What you will do: Look through the listing below and write out exactly the lines from the line with "previous frames. The" to the line with "than transparency. Corrupt", both included, and no others.

Records supplied:
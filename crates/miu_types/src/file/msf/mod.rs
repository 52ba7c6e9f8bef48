//! `.msf` file format support for `miu-rs` project.
//!
//! This module provides support for loading, rendering, and creating MSF (Miu
//! Sprite Format) v2 files: compact containers for multi-frame, multi-direction,
//! palette-indexed sprite animations with a per-pixel alpha side channel and one
//! zstd-compressed payload blob. One animation set is stored per `.msf` file.
//!
//! # File Structure
//!
//! All integers are little-endian, field order is fixed:
//!
//! ```text
//! [Magic "MSF2" (4)] [Version u16] [Flags u16]            = 8 bytes
//! [Header: canvas W/H, frameCount, dirs, fps, anchor,
//!  reserved u32]                                          = 16 bytes
//! [PixelFormat u8] [PaletteCount u16] [Reserved u8]       = 4 bytes
//! [Palette: RGBA x paletteCount]                          = paletteCount * 4 bytes
//! [Frame Table: frameCount x FrameEntry]                  = frameCount * 16 bytes
//! [Sentinel "END\0" (4) + 0u32 (4)]                       = 8 bytes
//! [Compressed Frame Data Blob]                            = remainder
//! ```
//!
//! The palette is padded with opaque black up to 256 entries on read, so any
//! index byte is always resolvable. The blob decompresses to the concatenation
//! of all frame payloads; each frame table entry carries its payload's offset
//! and length within the blob. Per-frame tight bounding boxes keep
//! fully-transparent borders out of the payload entirely.
//!
//! # Corruption Policy
//!
//! A bad magic tag or an undecompressable blob fails the whole decode. A single
//! bad frame does not: degenerate dimensions, zero length, or a payload shorter
//! than the rectangle requires degrade that frame to a fully transparent canvas
//! while the rest of the file decodes normally.
//!
//! # Usage Examples
//!
//! ## Loading and rendering an MSF file
//!
//! ```no_run
//! use miu_types::file::msf::File;
//!
//! # fn main() -> Result<(), Box<dyn std::error::Error>> {
//! let msf = File::open("HERO_WALK.msf")?;
//!
//! println!("Total frames: {}", msf.frame_count());
//!
//! // Render frame 0 onto a fresh transparent canvas
//! if let Some(rgba) = msf.render_frame(0) {
//!     assert_eq!(
//!         rgba.len(),
//!         msf.header().canvas_width as usize * msf.header().canvas_height as usize * 4
//!     );
//! }
//! # Ok(())
//! # }
//! ```
//!
//! ## Creating an MSF file from RGBA images
//!
//! ```no_run
//! use miu_types::file::msf::FileBuilder;
//!
//! # fn main() -> Result<(), Box<dyn std::error::Error>> {
//! let mut builder = FileBuilder::new(64, 80);
//! builder.direction_count(8).fps(16).anchor(32, 70);
//!
//! // Canvas-sized RGBA buffers, 4 bytes per pixel
//! for rgba in load_frames() {
//!     builder.add_frame_rgba(&rgba)?;
//! }
//!
//! // Quantizes a shared palette, crops and indexes every frame
//! let msf = builder.build()?;
//! msf.save("output.msf")?;
//! # Ok(())
//! # }
//! # fn load_frames() -> Vec<Vec<u8>> { Vec::new() }
//! ```

use serde::{Deserialize, Serialize};

use crate::file::MsfError;

mod decode;
mod encode;
pub mod frame;
pub mod indexer;
pub mod palette;
pub mod quantize;

pub use frame::{Frame, FrameEntry};
pub use palette::{Color, Palette};

/// MSF file format constants.
pub mod constants {
	/// Magic bytes for `.msf` files
	pub const MAGIC: [u8; 4] = *b"MSF2";

	/// Format version written by the encoder
	pub const VERSION: u16 = 2;

	/// Flags bit 0: payload blob is zstd-compressed
	pub const FLAG_COMPRESSED: u16 = 0x0001;

	/// Structural sentinel between the frame table and the payload blob
	pub const SENTINEL: [u8; 4] = *b"END\0";

	/// Size of the fixed region before the palette
	/// (preamble 8 + header 16 + pixel-format block 4)
	pub const HEADER_SIZE: usize = 28;

	/// Size of the sentinel region (4-byte marker + reserved u32)
	pub const SENTINEL_SIZE: usize = 8;

	/// Pixel format byte: indexed color with per-pixel alpha, 2 bytes per pixel
	pub const PIXEL_FORMAT_INDEXED_ALPHA: u8 = 2;

	/// Hard cap on the decompressed blob size.
	///
	/// Large enough for any legitimate sprite sheet, small enough to bound
	/// allocation against a corrupt or adversarial length field.
	pub const MAX_DECOMPRESSED_SIZE: usize = 100_000_000;

	/// zstd compression level used by the encoder.
	///
	/// Per-asset payloads are small, so wall-clock time dominates over ratio.
	pub const ZSTD_LEVEL: i32 = 3;
}

/// Parsed MSF header metadata.
///
/// The anchor point is a signed offset consumed by renderers; the codec stores
/// it without interpretation. `version` and `flags` record what was read from
/// the preamble; the encoder always writes the current constants.
#[derive(Debug, Clone, Copy, PartialEq, Eq, Serialize, Deserialize)]
pub struct Header {
	/// Format version from the preamble
	pub version: u16,
	/// Format flags from the preamble
	pub flags: u16,
	/// Canvas width in pixels, shared by every frame
	pub canvas_width: u16,
	/// Canvas height in pixels, shared by every frame
	pub canvas_height: u16,
	/// Number of facing/rotation variants sharing the frame sequence
	pub direction_count: u8,
	/// Playback rate in frames per second
	pub fps: u8,
	/// Anchor point X (signed, renderer-defined meaning)
	pub anchor_x: i16,
	/// Anchor point Y (signed, renderer-defined meaning)
	pub anchor_y: i16,
}

impl Default for Header {
	fn default() -> Self {
		Self {
			version: constants::VERSION,
			flags: constants::FLAG_COMPRESSED,
			canvas_width: 0,
			canvas_height: 0,
			direction_count: 1,
			fps: 15,
			anchor_x: 0,
			anchor_y: 0,
		}
	}
}

/// MSF file structure, representing a complete sprite animation set.
///
/// Holds the parsed header, the always-256-entry palette, and the ordered frame
/// sequence with owned payloads. Constructed wholesale by [`File::from_bytes`]
/// or assembled by [`FileBuilder`]; never mutated incrementally.
#[derive(Debug, Clone, PartialEq, Eq)]
pub struct File {
	/// Parsed header metadata
	header: Header,
	/// Shared color table, always exactly 256 entries
	palette: Palette,
	/// Ordered frame sequence
	frames: Vec<Frame>,
}

impl File {
	/// Creates an animation set from already-assembled parts.
	///
	/// Frame payloads must be pre-indexed (2 bytes per pixel); dimensions and
	/// payload lengths are validated when the file is serialized.
	pub fn new(header: Header, palette: Palette, frames: Vec<Frame>) -> Self {
		Self {
			header,
			palette,
			frames,
		}
	}

	/// Opens an MSF file from the specified path.
	///
	/// # Errors
	///
	/// Returns an error if:
	/// - The file cannot be opened or read
	/// - The magic tag does not match
	/// - The structure is truncated
	/// - The payload blob cannot be decompressed within the output cap
	pub fn open(path: impl AsRef<std::path::Path>) -> Result<Self, MsfError> {
		let data = std::fs::read(path)?;
		Self::from_bytes(&data)
	}

	/// Loads an MSF file from a byte slice.
	///
	/// Individual corrupt frames degrade to fully transparent rather than
	/// failing the decode; see the module documentation for the policy.
	///
	/// # Errors
	///
	/// Returns an error on a bad magic tag, structural truncation, or
	/// decompression failure.
	pub fn from_bytes(data: &[u8]) -> Result<Self, MsfError> {
		decode::parse(data)
	}

	/// Loads an MSF file from any reader.
	///
	/// # Errors
	///
	/// Returns an error if the data cannot be read or the file structure is
	/// invalid.
	pub fn from_reader<R: std::io::Read>(reader: &mut R) -> Result<Self, MsfError> {
		let mut data = Vec::new();
		reader.read_to_end(&mut data)?;
		Self::from_bytes(&data)
	}

	/// Serializes the animation set to MSF bytes.
	///
	/// # Errors
	///
	/// Returns an error if a frame payload is shorter than its dimensions
	/// require, if the frame count exceeds the table limit, or if compression
	/// fails.
	pub fn to_bytes(&self) -> Result<Vec<u8>, MsfError> {
		encode::serialize(self)
	}

	/// Saves the MSF file to disk.
	///
	/// # Errors
	///
	/// Returns an error if serialization fails or the file cannot be written.
	pub fn save(&self, path: impl AsRef<std::path::Path>) -> Result<(), MsfError> {
		let data = self.to_bytes()?;
		std::fs::write(path, data)?;
		Ok(())
	}

	/// Returns the header metadata.
	#[inline]
	pub fn header(&self) -> &Header {
		&self.header
	}

	/// Returns the shared palette.
	#[inline]
	pub fn palette(&self) -> &Palette {
		&self.palette
	}

	/// Returns the number of frames in the set.
	#[inline]
	pub fn frame_count(&self) -> usize {
		self.frames.len()
	}

	/// Returns a reference to a specific frame.
	#[inline]
	pub fn frame(&self, index: usize) -> Option<&Frame> {
		self.frames.get(index)
	}

	/// Returns a slice of all frames.
	#[inline]
	pub fn frames(&self) -> &[Frame] {
		&self.frames
	}

	/// Returns an iterator over all frames.
	pub fn iter(&self) -> std::slice::Iter<'_, Frame> {
		self.frames.iter()
	}

	/// Renders a frame onto a fresh, fully transparent canvas-sized RGBA buffer.
	///
	/// Frames are independent: nothing accumulates from previous frames. The
	/// frame's rectangle is pasted at its signed offset and clipped at the
	/// canvas bounds. Pixels with alpha 0 stay transparent regardless of their
	/// index byte; opaque pixels resolve through the 256-entry palette, so
	/// padded indices produce opaque black rather than transparency. Corrupt
	/// frames render as a fully transparent canvas.
	///
	/// Returns `None` if the index is out of range.
	pub fn render_frame(&self, index: usize) -> Option<Vec<u8>> {
		let frame = self.frames.get(index)?;
		Some(decode::composite(
			frame,
			&self.palette,
			self.header.canvas_width,
			self.header.canvas_height,
		))
	}

	/// Renders every frame in order; see [`File::render_frame`].
	pub fn render_frames(&self) -> Vec<Vec<u8>> {
		self.frames
			.iter()
			.map(|frame| {
				decode::composite(frame, &self.palette, self.header.canvas_width, self.header.canvas_height)
			})
			.collect()
	}
}

impl std::fmt::Display for File {
	fn fmt(&self, f: &mut std::fmt::Formatter<'_>) -> std::fmt::Result {
		write!(
			f,
			"MSF File: {}x{} canvas, {} frames, {} direction(s), {} fps",
			self.header.canvas_width,
			self.header.canvas_height,
			self.frames.len(),
			self.header.direction_count,
			self.header.fps
		)
	}
}

impl<'a> IntoIterator for &'a File {
	type Item = &'a Frame;
	type IntoIter = std::slice::Iter<'a, Frame>;

	fn into_iter(self) -> Self::IntoIter {
		self.iter()
	}
}

/// Builder for creating MSF files from canvas-sized RGBA images.
///
/// The builder collects source frames, quantizes a shared palette (unless one
/// is supplied), crops each frame to the tight bounding box of its
/// non-transparent pixels, and indexes the cropped rectangles against the
/// palette.
///
/// # Example
///
/// ```no_run
/// use miu_types::file::msf::FileBuilder;
///
/// # fn main() -> Result<(), Box<dyn std::error::Error>> {
/// let mut builder = FileBuilder::new(32, 40);
/// builder.fps(12);
/// builder.add_frame_rgba(&vec![0u8; 32 * 40 * 4])?;
/// let msf = builder.build()?;
/// msf.save("blank.msf")?;
/// # Ok(())
/// # }
/// ```
#[derive(Debug, Clone)]
pub struct FileBuilder {
	canvas_width: u16,
	canvas_height: u16,
	direction_count: u8,
	fps: u8,
	anchor_x: i16,
	anchor_y: i16,
	max_colors: usize,
	palette: Option<Palette>,
	source_frames: Vec<Vec<u8>>,
}

impl FileBuilder {
	/// Creates a builder for an animation set with the given canvas size.
	pub fn new(canvas_width: u16, canvas_height: u16) -> Self {
		Self {
			canvas_width,
			canvas_height,
			direction_count: 1,
			fps: 15,
			anchor_x: 0,
			anchor_y: 0,
			max_colors: quantize::MAX_QUANTIZED_COLORS,
			palette: None,
			source_frames: Vec::new(),
		}
	}

	/// Sets the number of facing/rotation variants.
	pub fn direction_count(&mut self, direction_count: u8) -> &mut Self {
		self.direction_count = direction_count;
		self
	}

	/// Sets the playback rate in frames per second.
	pub fn fps(&mut self, fps: u8) -> &mut Self {
		self.fps = fps;
		self
	}

	/// Sets the anchor point.
	pub fn anchor(&mut self, anchor_x: i16, anchor_y: i16) -> &mut Self {
		self.anchor_x = anchor_x;
		self.anchor_y = anchor_y;
		self
	}

	/// Supplies a palette instead of quantizing one from the source frames.
	pub fn palette(&mut self, palette: Palette) -> &mut Self {
		self.palette = Some(palette);
		self
	}

	/// Bounds the number of quantized palette colors (clamped to 255).
	pub fn max_colors(&mut self, max_colors: usize) -> &mut Self {
		self.max_colors = max_colors;
		self
	}

	/// Adds a source frame as a canvas-sized RGBA buffer (4 bytes per pixel).
	///
	/// # Errors
	///
	/// Returns an error if the buffer length does not match the canvas
	/// dimensions.
	pub fn add_frame_rgba(&mut self, rgba: &[u8]) -> Result<&mut Self, MsfError> {
		let expected = self.canvas_width as usize * self.canvas_height as usize * 4;
		if rgba.len() != expected {
			return Err(MsfError::PayloadSizeMismatch {
				frame: self.source_frames.len(),
				width: self.canvas_width,
				height: self.canvas_height,
				expected,
				actual: rgba.len(),
			});
		}

		self.source_frames.push(rgba.to_vec());
		Ok(self)
	}

	/// Returns the number of source frames currently in the builder.
	#[inline]
	pub fn frame_count(&self) -> usize {
		self.source_frames.len()
	}

	/// Builds the animation set.
	///
	/// Quantizes the shared palette from all source frames unless one was
	/// supplied, then crops and indexes every frame.
	///
	/// # Errors
	///
	/// Returns an error if the frame count exceeds the frame table limit.
	pub fn build(self) -> Result<File, MsfError> {
		if self.source_frames.len() > u16::MAX as usize {
			return Err(MsfError::TooManyFrames(self.source_frames.len()));
		}

		let palette = match self.palette {
			Some(palette) => palette,
			None => {
				let images: Vec<&[u8]> = self.source_frames.iter().map(Vec::as_slice).collect();
				Palette::quantize(&images, self.max_colors)
			}
		};

		let frames = self
			.source_frames
			.iter()
			.map(|rgba| Frame::from_rgba(rgba, self.canvas_width, self.canvas_height, &palette))
			.collect();

		let header = Header {
			canvas_width: self.canvas_width,
			canvas_height: self.canvas_height,
			direction_count: self.direction_count,
			fps: self.fps,
			anchor_x: self.anchor_x,
			anchor_y: self.anchor_y,
			..Header::default()
		};

		Ok(File::new(header, palette, frames))
	}
}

Written answer:
	/// Frames are independent: nothing accumulates from previous frames. The
	/// frame's rectangle is pasted at its signed offset and clipped at the
	/// canvas bounds. Pixels with alpha 0 stay transparent regardless of their
	/// index byte; opaque pixels resolve through the 256-entry palette, so
	/// padded indices produce opaque black rather than transparency. Corrupt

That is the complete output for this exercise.